Abstract
Purpose
Prior reports on the location and sizes of brain metastases almost entirely focus on patients with primary breast and pulmonary cancer. This is the first study comparing multiple other types of cancer that metastasize to the brain.
Methods
This monocentric retrospective study includes 369 untreated patients with 3313 intraaxial brain metastases. Following semi-manual segmentation of metastases on post-contrast T1WI, cumulative spatial probability distribution maps of brain metastases were created for the whole group and for all primary tumors. Furthermore, mixed effects logistic regression model analysis was performed to determine if the primary tumor, patient age, and patient sex influence lesion location.
Results
The cerebellum as location of brain metastases was proportionally overrepresented. Breast and pulmonary cancer caused higher number of brain metastases to what would normally be expected. Multivariate analyses revealed a significant accumulation of brain metastases from skin cancer in a frontal and from breast and gastrointestinal cancer in a cerebellar location.
Conclusion
Distribution of brain metastases is very heterogeneous for the distinct primaries, possibly reflecting the diversity of mechanisms involved in brain metastases formation. In daily clinical practice distribution patters may be beneficial to predict the primary cancer site, if unknown.

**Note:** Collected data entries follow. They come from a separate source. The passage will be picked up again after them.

//! A named calculator that sums and divides optional 32-bit integers and
//! counts the operations that completed without error.

pub mod calculator;
pub mod cli;
pub mod config;
pub mod error;
pub mod logging;

pub use calculator::{Calculator, MAX_NAME_LEN, MAX_OPERATIONS, MIN_NAME_LEN};
pub use config::{CalculatorConfig, LoggingConfig, Settings};
pub use error::{CalculatorError, CalculatorResult, ErrorKind};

Electronic supplementary material
The online version of this article (10.1007/s11060-020-03419-6) contains supplementary material, which is available to authorized users.
Keywords: Magnetic resonance imaging, Brain metastasis, Brain metastases, Primary tumor type, Distribution
Introduction
Brain metastases (BM) as secondary brain neoplasms are the most common type of brain tumors in adults [1]. Incidence was shown to be 14/100.000 per year, which markedly exceeds the frequency of primary brain tumors (7.25) [2, 3]. Overall, BM occur in 8.5–9.6% of cancer patients following hematogenous spread. The most common primary tumors are pulmonary (39–56%), breast (13–30%), skin (8–11%), gastrointestinal (6–9%), and renal cancer (2–6%) [4–12]. In 2–14% of cases of BM the primary tumor is unknown [9–12].
Prognosis of patients with metastatic disease of the brain was shown to be very poor with an overall survival (OS) of one to 2 months if untreated [13]. OS in BM patients can improve to four to six months if treated with systemic therapies, surgery, or radiation. Only certain forms of non-small cell lung cancer (NSCLC) and human epidermal growth factor receptor 2-positive breast cancer were shown to have a better prognosis [14–16]. A majority of BM patients will eventually be treated with whole brain radiation therapy (WBRT) which has severe short and long term side effects such as fatigue, dermatitis, and neurocognitive impairment [17]. Thus, further elucidation of the underlying principles of BM formation is critical.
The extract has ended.